This is G o o g l e's cache of http://sixteenvolts.blogspot.com/2006/01/to-fish-and-sip-wine.html as retrieved on 18 Sep 2006 01:57:32 GMT.
G o o g l e's cache is the snapshot that we took of the page as we crawled the web.
The page may have changed since that time. Click here for the current page without highlighting.
This cached page may reference images which are no longer available. Click here for the cached text only.
To link to or bookmark this page, use the following url: http://www.google.com/search?q=cache:GnpQnReDme0J:sixteenvolts.blogspot.com/2006/01/to-fish-and-sip-wine.html+site:sixteenvolts.blogspot.com&hl=en&ct=clnk&cd=354


Google is neither affiliated with the authors of this page nor responsible for its content.

Send As SMS

« Home | Step 2: be a moron » | The objective reality was nice and warm today » | Further rhetorical follies of feminism » | Some rhetorical follies of feminism » | Curiosity killed the cat » | Look at me, I'm so edgy » | Higher learning » | Where I sit and stand » | TV party tonight » | I'm melting, I'm melting »

To fish and sip wine

I have grown to like and enjoy my current occupation as a continuing education school instructor. I like teaching very much, since it comes naturally to me and I seem to be somewhat good at it. It is a pleasure to teach computer science to adults who attend the classes voluntarily, wanting to learn and paying their own money for the priviledge. With experience and routine, I have made my courses and their material work so well that I can see the results improving almost each semester, as I cut needless slack from the topics that I discuss and keep discovering better, clearer and more general ways to present and organize the topics of the course. Now, if they just gave me the more advanced graduate-level courses to teach...

In fact, I can't think of another job that I could realistically be hired for that I would rather do. Oh heck, I would do this job for free even if I got the same money elsewhere. For me, there just isn't anything better, especially since this job gives me plenty of free time to write my textbooks and enjoy the very best that the libraries and the Internet have to offer. When it comes to media and information in our electronic age, there is never any real scarcity of anything, so in that field me and everyone else get to enjoy anything that the richest king could enjoy. Other material goods, especially food, are so ridiculously inexpensive today unless you go for the status items that even the average blue-collar schlub can live far better than a millionaire fifty years ago or even the richest king hundred years ago. (For example, see Ran Prieur's article "How to Drop Out" that notes that a man could eat beautifully for $200 a month, a paltry sum for most Americans compared to how much they spend on other things such as housing or transportation.)

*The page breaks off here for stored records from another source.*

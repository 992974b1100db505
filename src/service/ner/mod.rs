//! Named-entity recognition.
//!
//! The recognizer is an opaque external capability: it takes plain text and
//! returns `(span, label)` pairs. Which entities come back is a property of
//! whatever model sits behind it.

pub mod http;

use std::{ops::Deref, sync::Arc};

use async_trait::async_trait;
use serde::Deserialize;

use crate::base::types::Res;

// Types.

/// A recognized span of text and its entity label.
#[derive(Debug, Clone, PartialEq, Eq, Deserialize)]
pub struct Entity {
    pub text: String,
    pub label: String,
}

impl Entity {
    pub fn new(text: impl Into<String>, label: impl Into<String>) -> Self {
        Self {
            text: text.into(),
            label: label.into(),
        }
    }

    /// Whether the label marks a person name (`PERSON` in spaCy-style models, `PER` in CoNLL-style ones).
    pub fn is_person(&self) -> bool {
        self.label.eq_ignore_ascii_case("PERSON") || self.label.eq_ignore_ascii_case("PER")
    }
}

// Traits.

/// Generic entity recognizer trait that clients must implement.
#[async_trait]
pub trait GenericEntityRecognizer: Send + Sync + 'static {
    /// Runs the text through the recognizer and returns entities in document order.
    async fn recognize(&self, text: &str) -> Res<Vec<Entity>>;
}

// Structs.

/// Entity recognizer for the application.
///
/// Built once at startup; trivially cloneable.
#[derive(Clone)]
pub struct EntityRecognizer {
    inner: Arc<dyn GenericEntityRecognizer>,
}

impl Deref for EntityRecognizer {
    type Target = dyn GenericEntityRecognizer;

    fn deref(&self) -> &Self::Target {
        &*self.inner
    }
}

impl EntityRecognizer {
    pub fn new(inner: Arc<dyn GenericEntityRecognizer>) -> Self {
        Self { inner }
    }
}

// Tests.

#[cfg(test)]
mod tests {
    use super::*;

    #[test]
    fn test_is_person_accepts_common_labels() {
        assert!(Entity::new("Will Griffin", "PERSON").is_person());
        assert!(Entity::new("Will Griffin", "per").is_person());
        assert!(!Entity::new("State", "ORG").is_person());
    }
}
use std::fmt;

use thiserror::Error;

use crate::lookup::links::SearchProvider;

pub type Err = anyhow::Error;
pub type Res<T> = Result<T, Err>;
pub type Void = Res<()>;

/// Platform user identifier.
#[derive(Debug, Clone, Copy, PartialEq, Eq, Hash)]
pub struct UserId(pub u64);

/// Platform channel identifier.
#[derive(Debug, Clone, Copy, PartialEq, Eq, Hash)]
pub struct ChannelId(pub u64);

impl fmt::Display for UserId {
    fn fmt(&self, f: &mut fmt::Formatter<'_>) -> fmt::Result {
        write!(f, "{}", self.0)
    }
}

impl fmt::Display for ChannelId {
    fn fmt(&self, f: &mut fmt::Formatter<'_>) -> fmt::Result {
        write!(f, "{}", self.0)
    }
}

/// The kind of notification that produced an [`IncomingEvent`].
#[derive(Debug, Clone, Copy, PartialEq, Eq)]
pub enum EventKind {
    Reaction,
    DirectMessage,
}

/// A single notification from the chat platform, reduced to what the lookup flow needs.
///
/// Created per notification and discarded once handled.
#[derive(Debug, Clone, PartialEq, Eq)]
pub struct IncomingEvent {
    pub kind: EventKind,
    /// Text of the reacted-to message, or of the direct message itself.
    pub raw_text: String,
    /// The reacting user, or the message author.
    pub origin_user: UserId,
    /// Whether the originating user is a bot account (including this bot).
    pub is_bot: bool,
    /// The reaction emoji, rendered as text (reactions only).
    pub reaction_symbol: Option<String>,
    /// The channel the message arrived on (direct messages only).
    pub channel: Option<ChannelId>,
    /// Whether the channel is a one-to-one private channel.
    pub is_private: bool,
}

impl IncomingEvent {
    /// Builds a "reaction added" event.
    pub fn reaction(raw_text: impl Into<String>, user: UserId, is_bot: bool, symbol: impl Into<String>) -> Self {
        Self {
            kind: EventKind::Reaction,
            raw_text: raw_text.into(),
            origin_user: user,
            is_bot,
            reaction_symbol: Some(symbol.into()),
            channel: None,
            is_private: false,
        }
    }

    /// Builds a "message received" event.
    pub fn message(raw_text: impl Into<String>, author: UserId, is_bot: bool, channel: ChannelId, is_private: bool) -> Self {
        Self {
            kind: EventKind::DirectMessage,
            raw_text: raw_text.into(),
            origin_user: author,
            is_bot,
            reaction_symbol: None,
            channel: Some(channel),
            is_private,
        }
    }
}

/// A first and last name pulled out of free text.
#[derive(Debug, Clone, PartialEq, Eq)]
pub struct ParsedName {
    first_name: String,
    last_name: String,
}

impl ParsedName {
    /// Returns `None` unless both parts are non-empty single tokens.
    pub fn new(first_name: &str, last_name: &str) -> Option<Self> {
        let valid = |s: &str| !s.is_empty() && !s.chars().any(char::is_whitespace);

        if !valid(first_name) || !valid(last_name) {
            return None;
        }

        Some(Self {
            first_name: first_name.to_string(),
            last_name: last_name.to_string(),
        })
    }

    pub fn first_name(&self) -> &str {
        &self.first_name
    }

    pub fn last_name(&self) -> &str {
        &self.last_name
    }
}

/// `"{first} {last}"` with exactly one space.
impl fmt::Display for ParsedName {
    fn fmt(&self, f: &mut fmt::Formatter<'_>) -> fmt::Result {
        write!(f, "{} {}", self.first_name, self.last_name)
    }
}

/// A search page on one provider.
#[derive(Debug, Clone, PartialEq, Eq)]
pub struct SearchLink {
    pub provider: SearchProvider,
    pub url: String,
}

/// Where a reply is delivered.
#[derive(Debug, Clone, Copy, PartialEq, Eq)]
pub enum Destination {
    /// A direct message to the user.
    User(UserId),
    /// A message on an existing channel.
    Channel(ChannelId),
}

impl fmt::Display for Destination {
    fn fmt(&self, f: &mut fmt::Formatter<'_>) -> fmt::Result {
        match self {
            Destination::User(id) => write!(f, "user {id}"),
            Destination::Channel(id) => write!(f, "channel {id}"),
        }
    }
}

/// The single reply sent for an accepted event.
#[derive(Debug, Clone, PartialEq, Eq)]
pub struct OutboundReply {
    pub destination: Destination,
    pub text: String,
}

/// Why a reply could not be delivered.
///
/// Every variant is recoverable: the event is dropped and the listener keeps going.
#[derive(Debug, Clone, PartialEq, Eq, Error)]
pub enum DeliveryError {
    /// The recipient has private messages disabled or has blocked the bot.
    #[error("recipient refused the message: {0}")]
    Forbidden(String),
    /// The chat platform rejected the request or the transport failed.
    #[error("chat platform error: {0}")]
    Transport(String),
    /// The send did not complete within the configured timeout.
    #[error("send timed out after {0}s")]
    TimedOut(u64),
    /// Anything else.
    #[error("unexpected delivery failure: {0}")]
    Unexpected(String),
}

/// Why an event was dropped before extraction.
#[derive(Debug, Clone, Copy, PartialEq, Eq)]
pub enum IgnoreReason {
    FromBot,
    WrongSymbol,
    NotPrivate,
    DirectMessagesDisabled,
    NoDestination,
}

/// What happened to one event.
#[derive(Debug, Clone, PartialEq, Eq)]
pub enum HandleOutcome {
    Ignored(IgnoreReason),
    Replied,
    DeliveryFailed(DeliveryError),
}

// Tests.
//! The per-event lookup flow: filter, extract, build links, reply.

use std::time::Duration;

use tokio::sync::mpsc;
use tracing::{debug, info, instrument};

use crate::{
    base::{
        config::Config,
        types::{HandleOutcome, IncomingEvent},
    },
    interaction::{
        listener::EventFilter,
        responder::{Responder, build_reply},
    },
    lookup::{
        links::{SearchProvider, build_links},
        name::NameExtractor,
    },
    service::chat::ChatClient,
};

/// Handles one event at a time, end to end.
///
/// Holds no per-event state; trivially cloneable.
#[derive(Clone)]
pub struct LookupHandler {
    filter: EventFilter,
    extractor: NameExtractor,
    providers: Vec<SearchProvider>,
    responder: Responder,
}

impl LookupHandler {
    pub fn new(filter: EventFilter, extractor: NameExtractor, providers: Vec<SearchProvider>, responder: Responder) -> Self {
        Self {
            filter,
            extractor,
            providers,
            responder,
        }
    }

    /// Wires a handler from configuration and the shared clients.
    pub fn from_config(config: &Config, chat: ChatClient, extractor: NameExtractor) -> Self {
        Self::new(
            EventFilter::from_config(config),
            extractor,
            config.search_providers.clone(),
            Responder::new(chat, Duration::from_secs(config.send_timeout_secs)),
        )
    }

    /// Handles a single event. Never fails: every problem ends up in the outcome and the logs.
    #[instrument(skip_all, fields(kind = ?event.kind, user = %event.origin_user))]
    pub async fn handle_event(&self, event: IncomingEvent) -> HandleOutcome {
        let destination = match self.filter.accept(&event) {
            Ok(destination) => destination,
            Err(reason) => {
                debug!("Ignoring event: {:?}", reason);
                return HandleOutcome::Ignored(reason);
            }
        };

        let text = event.raw_text.trim();

        let reply = match self.extractor.extract(text).await {
            Some(name) => {
                let links = build_links(&name, &self.providers);
                info!("Found {} in message, sending {} link(s)", name, links.len());
                build_reply(destination, Some((&name, links.as_slice())))
            }
            None => {
                info!("No first and last name in message '{}'", text);
                build_reply(destination, None)
            }
        };

        match self.responder.deliver(&reply).await {
            Ok(()) => HandleOutcome::Replied,
            Err(err) => HandleOutcome::DeliveryFailed(err),
        }
    }

    /// Drains the event queue, one event fully handled before the next begins.
    ///
    /// Returns when every sender has been dropped.
    pub async fn run(self, mut events: mpsc::Receiver<IncomingEvent>) {
        info!("Lookup handler is waiting for events ...");

        while let Some(event) = events.recv().await {
            self.handle_event(event).await;
        }

        info!("Event queue closed, lookup handler stopping.");
    }
}
//! HTTP entity recognizer.
//!
//! Posts `{"text": ...}` to a recognizer service and reads back
//! `{"entities": [{"text": ..., "label": ...}]}`.

use std::{sync::Arc, time::Duration};

use anyhow::{Context, anyhow};
use async_trait::async_trait;
use serde::{Deserialize, Serialize};
use tracing::{debug, instrument};

use crate::base::{config::Config, types::Res};

use super::{Entity, EntityRecognizer, GenericEntityRecognizer};

// Extra methods on `EntityRecognizer` applied by the http implementation.

impl EntityRecognizer {
    /// Creates a recognizer backed by the configured HTTP endpoint.
    pub fn http(config: &Config) -> Res<Self> {
        let client = HttpEntityRecognizer::new(config)?;
        Ok(Self { inner: Arc::new(client) })
    }
}

// Wire types.

#[derive(Debug, Serialize)]
struct RecognizeRequest<'a> {
    text: &'a str,
}

#[derive(Debug, Deserialize)]
struct RecognizeResponse {
    #[serde(default)]
    entities: Vec<Entity>,
}

// Specific implementations.

/// Recognizer that calls out to an HTTP service.
#[derive(Clone)]
pub struct HttpEntityRecognizer {
    client: reqwest::Client,
    endpoint: String,
}

impl HttpEntityRecognizer {
    #[instrument(name = "HttpEntityRecognizer::new", skip_all)]
    pub fn new(config: &Config) -> Res<Self> {
        let endpoint = config.ner_endpoint.clone().ok_or_else(|| anyhow!("An entity recognizer endpoint (`NER_ENDPOINT`) is required."))?;

        let client = reqwest::Client::builder()
            .timeout(Duration::from_secs(config.ner_timeout_secs))
            .build()
            .context("Failed to build entity recognizer HTTP client")?;

        Ok(Self { client, endpoint })
    }
}

#[async_trait]
impl GenericEntityRecognizer for HttpEntityRecognizer {
    #[instrument(skip_all)]
    async fn recognize(&self, text: &str) -> Res<Vec<Entity>> {
        let response = self
            .client
            .post(&self.endpoint)
            .json(&RecognizeRequest { text })
            .send()
            .await
            .context("Entity recognizer request failed")?
            .error_for_status()
            .context("Entity recognizer returned an error status")?;

        let body: RecognizeResponse = response.json().await.context("Entity recognizer returned an unreadable body")?;

        debug!("Recognizer returned {} entities", body.entities.len());

        Ok(body.entities)
    }
}

// Tests.
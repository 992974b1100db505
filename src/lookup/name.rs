//! Name extraction strategies.

use serde::Deserialize;
use tracing::{debug, instrument, warn};

use crate::{
    base::types::ParsedName,
    service::ner::{Entity, EntityRecognizer},
};

/// Which extraction strategy to run, as named in configuration.
#[derive(Debug, Clone, Copy, PartialEq, Eq, Default, Deserialize)]
#[serde(rename_all = "lowercase")]
pub enum NameStrategy {
    /// First two whitespace-separated tokens.
    #[default]
    Positional,
    /// First two-token person entity from the recognizer.
    Entity,
}

/// Pulls a first and last name out of free text.
#[derive(Clone)]
pub enum NameExtractor {
    Positional,
    EntityRecognition(EntityRecognizer),
}

impl NameExtractor {
    /// Extracts a name, or `None` when the text does not contain one.
    ///
    /// A recognizer failure is logged and treated as no name found.
    #[instrument(skip_all)]
    pub async fn extract(&self, text: &str) -> Option<ParsedName> {
        match self {
            NameExtractor::Positional => positional(text),
            NameExtractor::EntityRecognition(recognizer) => match recognizer.recognize(text).await {
                Ok(entities) => first_two_token_person(&entities),
                Err(err) => {
                    warn!("Entity recognizer failed: {:#}", err);
                    None
                }
            },
        }
    }
}

/// First token is the first name, second is the last name; the rest is ignored.
pub fn positional(text: &str) -> Option<ParsedName> {
    let mut words = text.split_whitespace();

    let first = words.next()?;
    let last = words.next()?;

    ParsedName::new(first, last)
}

/// Scans for the first person entity that is exactly two tokens long.
pub fn first_two_token_person(entities: &[Entity]) -> Option<ParsedName> {
    let mut found = None;

    for entity in entities.iter().filter(|e| e.is_person()) {
        let words: Vec<&str> = entity.text.split_whitespace().collect();

        if words.len() != 2 {
            debug!("Skipping person entity `{}` with {} tokens", entity.text, words.len());
            continue;
        }

        if found.is_some() {
            debug!("Ignoring additional person candidate `{}`", entity.text);
            continue;
        }

        found = ParsedName::new(words[0], words[1]);
    }

    found
}

// Tests.

#[cfg(test)]
mod tests {
    use std::sync::Arc;

    use anyhow::anyhow;
    use async_trait::async_trait;

    use super::*;
    use crate::{
        base::types::Res,
        service::ner::{EntityRecognizer, GenericEntityRecognizer},
    };

    struct FixedRecognizer(Vec<Entity>);

    #[async_trait]
    impl GenericEntityRecognizer for FixedRecognizer {
        async fn recognize(&self, _text: &str) -> Res<Vec<Entity>> {
            Ok(self.0.clone())
        }
    }

    struct BrokenRecognizer;

    #[async_trait]
    impl GenericEntityRecognizer for BrokenRecognizer {
        async fn recognize(&self, _text: &str) -> Res<Vec<Entity>> {
            Err(anyhow!("model offline"))
        }
    }

    #[test]
    fn test_positional_needs_two_tokens() {
        assert_eq!(positional(""), None);
        assert_eq!(positional("   "), None);
        assert_eq!(positional("Griffin"), None);
        assert_eq!(positional("  Griffin \n"), None);
    }

    #[test]
    fn test_positional_takes_first_two_tokens() {
        let name = positional("Will Griffin is a 2026 QB").unwrap();

        assert_eq!(name.first_name(), "Will");
        assert_eq!(name.last_name(), "Griffin");
    }

    #[test]
    fn test_positional_collapses_surrounding_whitespace() {
        let name = positional("\t Will \n\n  Griffin   commits").unwrap();

        assert_eq!(name.to_string(), "Will Griffin");
    }

    #[test]
    fn test_entity_scan_skips_non_person_and_long_names() {
        let entities = vec![
            Entity::new("State", "ORG"),
            Entity::new("Griffin", "PERSON"),
            Entity::new("Will Henry Griffin", "PERSON"),
            Entity::new("  Will Griffin ", "PERSON"),
            Entity::new("Bo Jackson", "PERSON"),
        ];

        let name = first_two_token_person(&entities).unwrap();

        assert_eq!(name.to_string(), "Will Griffin");
    }

    #[test]
    fn test_entity_scan_without_person_is_absent() {
        let entities = vec![Entity::new("State", "ORG"), Entity::new("2026", "DATE")];

        assert_eq!(first_two_token_person(&entities), None);
    }

    #[tokio::test]
    async fn test_entity_extractor_uses_recognizer() {
        let recognizer = EntityRecognizer::new(Arc::new(FixedRecognizer(vec![Entity::new("Arch Manning", "PERSON")])));
        let extractor = NameExtractor::EntityRecognition(recognizer);

        let name = extractor.extract("Huge news: Arch Manning to Texas").await.unwrap();

        assert_eq!(name.to_string(), "Arch Manning");
    }

    #[tokio::test]
    async fn test_entity_extractor_gives_up_on_recognizer_failure() {
        let extractor = NameExtractor::EntityRecognition(EntityRecognizer::new(Arc::new(BrokenRecognizer)));

        assert_eq!(extractor.extract("Coach says Will Griffin commits").await, None);
    }
}
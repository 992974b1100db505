pub mod discord;

use std::{ops::Deref, sync::Arc};

use async_trait::async_trait;
use tokio::sync::mpsc;

use crate::base::types::{DeliveryError, IncomingEvent, OutboundReply, Void};

// Types.

/// Producer half of the event queue handed to the chat listener.
pub type EventSender = mpsc::Sender<IncomingEvent>;

// Traits.

/// Generic "chat" trait that clients must implement.
///
/// This trait defines the core functionality for interacting with chat platforms
/// like Discord. Implementing this trait allows a different platform to drive the
/// lookup flow.
#[async_trait]
pub trait GenericChatClient: Send + Sync + 'static {
    /// Start the chat client listener.
    ///
    /// Every accepted platform notification is converted to an [`IncomingEvent`]
    /// and pushed onto `events`. Runs until the connection ends.
    async fn start(&self, events: EventSender) -> Void;

    /// Send a reply to a user (as a direct message) or to a channel.
    ///
    /// Failures are classified rather than thrown, so callers can decide how
    /// loudly to log them.
    async fn send_reply(&self, reply: &OutboundReply) -> Result<(), DeliveryError>;
}

// Structs.

/// Chat client for the application.
///
/// It is designed to be trivially cloneable, allowing it to be passed around
/// without the need for `Arc` or `Mutex`.
#[derive(Clone)]
pub struct ChatClient {
    inner: Arc<dyn GenericChatClient>,
}

impl Deref for ChatClient {
    type Target = dyn GenericChatClient;

    fn deref(&self) -> &Self::Target {
        &*self.inner
    }
}

impl ChatClient {
    pub fn new(inner: Arc<dyn GenericChatClient>) -> Self {
        Self { inner }
    }
}
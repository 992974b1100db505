//! Reply formatting and delivery.

use std::time::Duration;

use tracing::{error, info, instrument, warn};

use crate::{
    base::{
        replies::{NAME_NOT_FOUND_REPLY, lookup_reply},
        types::{DeliveryError, Destination, OutboundReply, ParsedName, SearchLink},
    },
    service::chat::ChatClient,
};

/// Builds the one reply for an accepted event.
pub fn build_reply(destination: Destination, found: Option<(&ParsedName, &[SearchLink])>) -> OutboundReply {
    let text = match found {
        Some((name, links)) => lookup_reply(name, links),
        None => NAME_NOT_FOUND_REPLY.to_string(),
    };

    OutboundReply { destination, text }
}

/// Sends replies and logs delivery failures by kind.
///
/// Trivially cloneable.
#[derive(Clone)]
pub struct Responder {
    chat: ChatClient,
    send_timeout: Duration,
}

impl Responder {
    pub fn new(chat: ChatClient, send_timeout: Duration) -> Self {
        Self { chat, send_timeout }
    }

    /// Sends `reply` once; never retries.
    #[instrument(skip_all, fields(destination = %reply.destination))]
    pub async fn deliver(&self, reply: &OutboundReply) -> Result<(), DeliveryError> {
        let result = match tokio::time::timeout(self.send_timeout, self.chat.send_reply(reply)).await {
            Ok(result) => result,
            Err(_) => Err(DeliveryError::TimedOut(self.send_timeout.as_secs())),
        };

        match &result {
            Ok(()) => info!("Sent reply to {}", reply.destination),
            Err(DeliveryError::Forbidden(cause)) => warn!("Could not message {} - DMs may be disabled: {}", reply.destination, cause),
            Err(DeliveryError::Transport(cause)) => error!("HTTP error when messaging {}: {}", reply.destination, cause),
            Err(DeliveryError::TimedOut(secs)) => error!("Timed out after {}s messaging {}", secs, reply.destination),
            Err(DeliveryError::Unexpected(cause)) => error!("Unexpected error when messaging {}: {}", reply.destination, cause),
        }

        result
    }
}

// Tests.

#[cfg(test)]
mod tests {
    use std::sync::Arc;

    use async_trait::async_trait;

    use super::*;
    use crate::{
        base::types::{UserId, Void},
        lookup::links::SearchProvider,
        service::chat::{EventSender, GenericChatClient},
    };

    struct SlowChat;

    #[async_trait]
    impl GenericChatClient for SlowChat {
        async fn start(&self, _events: EventSender) -> Void {
            Ok(())
        }

        async fn send_reply(&self, _reply: &OutboundReply) -> Result<(), DeliveryError> {
            tokio::time::sleep(Duration::from_secs(60)).await;
            Ok(())
        }
    }

    #[test]
    fn test_missing_name_gets_apology() {
        let reply = build_reply(Destination::User(UserId(1)), None);

        assert_eq!(reply.text, NAME_NOT_FOUND_REPLY);
        assert_eq!(reply.destination, Destination::User(UserId(1)));
    }

    #[test]
    fn test_found_name_gets_links() {
        let name = ParsedName::new("Will", "Griffin").unwrap();
        let links = vec![SearchLink {
            provider: SearchProvider::On3,
            url: "https://www.on3.com/rivals/search/?searchText=Will+Griffin".to_string(),
        }];

        let reply = build_reply(Destination::User(UserId(1)), Some((&name, links.as_slice())));

        assert!(reply.text.starts_with("🔍 Recruiting lookups for Will Griffin:"));
        assert!(reply.text.contains("• On3: https://www.on3.com/rivals/search/?searchText=Will+Griffin"));
    }

    #[tokio::test]
    async fn test_hung_send_times_out() {
        let responder = Responder::new(ChatClient::new(Arc::new(SlowChat)), Duration::from_millis(20));
        let reply = build_reply(Destination::User(UserId(1)), None);

        let result = responder.deliver(&reply).await;

        assert_eq!(result, Err(DeliveryError::TimedOut(0)));
    }
}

Teaching here feels somewhat different than it was in Finland. For starters, the average class size is perhaps 20 students, whereas back home pretty much all courses in our department (with the exception of grad student seminars) were mass courses so the lecture hall had at least a hundred, usually several hundred students sitting in it. This makes a huge difference in how most things work.

And of course, Toronto is the most multicultural city in the world in the best sense of this term, whereas Finland probably still is the most whitebread country in the world. (For example, there is a semi-famous headline from a 1970's rural newspaper that said "A Negro Seen Walking In Main Street".) I therefore probably encounter more diversity during one lecture than the international student coordinator of our department did during the whole year. I vividly remember one semester here when I counted a total of five white people in a course that had over 50 students, which is a rather huge difference compared to Finland where I think I that once saw a black guy sitting somewhere in the lecture hall. I teach everybody just the same, of course, regardless of their ethnicity or sex or looks or anything else: I take computer science so very seriously, almost like a religion, that when I am in that mental mode few other things or issues are even relevant at all. Now, if I could just find somewhere the necessary impetus for starting the sixth book, now that I am only waiting for the graphical artist to prepare the fifth one for the printer...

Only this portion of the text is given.